DATA FOR PROCESSING:
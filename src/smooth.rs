//! Majority-vote smoothing over the trailing detection window.
//!
//! The classifier's instantaneous jitter never reaches the screen directly.
//! The smoothing engine re-derives a single stable (label, confidence) pair
//! from the history on every tick: majority label over the trailing window,
//! confidence averaged among samples of that label only. A single spurious
//! low-confidence frame cannot flip the display while the majority label is
//! stable.

use std::collections::HashMap;
use std::time::{Duration, Instant};

use crate::history::DetectionHistory;

/// Canonical label when the trailing window holds no samples.
pub const NO_DETECTION_LABEL: &str = "No detection";

/// Default trailing window when the config does not override it.
pub const DEFAULT_SMOOTHING_WINDOW: Duration = Duration::from_millis(2000);

/// Derived display value. Recomputed on demand, never stored.
#[derive(Clone, Debug, PartialEq)]
pub struct SmoothedDetection {
    pub label: String,
    pub confidence: f32,
}

impl SmoothedDetection {
    pub fn none() -> Self {
        Self {
            label: NO_DETECTION_LABEL.to_string(),
            confidence: 0.0,
        }
    }
}

/// Smooth the history into one (label, confidence) pair.
///
/// Majority label by sample count within the window; ties go to the label
/// inserted earliest among the tied ones, so equal counts cannot make the
/// display flicker. Confidence is the arithmetic mean over samples of the
/// majority label. Deterministic for identical inputs.
pub fn smooth(history: &DetectionHistory, now: Instant, window: Duration) -> SmoothedDetection {
    let recent = history.snapshot_within(window, now);
    if recent.is_empty() {
        return SmoothedDetection::none();
    }

    // Count per label, remembering each label's first position in the
    // snapshot. The first-seen index makes the winner independent of
    // HashMap iteration order.
    let mut tally: HashMap<&str, (usize, usize)> = HashMap::new();
    for (index, sample) in recent.iter().enumerate() {
        let entry = tally.entry(sample.label.as_str()).or_insert((0, index));
        entry.0 += 1;
    }

    // Every real count is at least 1, so any entry beats the seed.
    let mut majority: &str = NO_DETECTION_LABEL;
    let mut best = (0usize, usize::MAX);
    for (label, (count, first_seen)) in &tally {
        if *count > best.0 || (*count == best.0 && *first_seen < best.1) {
            majority = *label;
            best = (*count, *first_seen);
        }
    }

    let (sum, count) = recent
        .iter()
        .filter(|sample| sample.label == majority)
        .fold((0.0f32, 0usize), |(sum, count), sample| {
            (sum + sample.confidence, count + 1)
        });

    SmoothedDetection {
        label: majority.to_string(),
        confidence: sum / count as f32,
    }
}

ASSIGNMENT: Your task is to copy each line of the data above that holds "HashMap".

RESULT FOR THIS EXERCISE:
use std::collections::HashMap;
    // HashMap iteration order.
    let mut tally: HashMap<&str, (usize, usize)> = HashMap::new();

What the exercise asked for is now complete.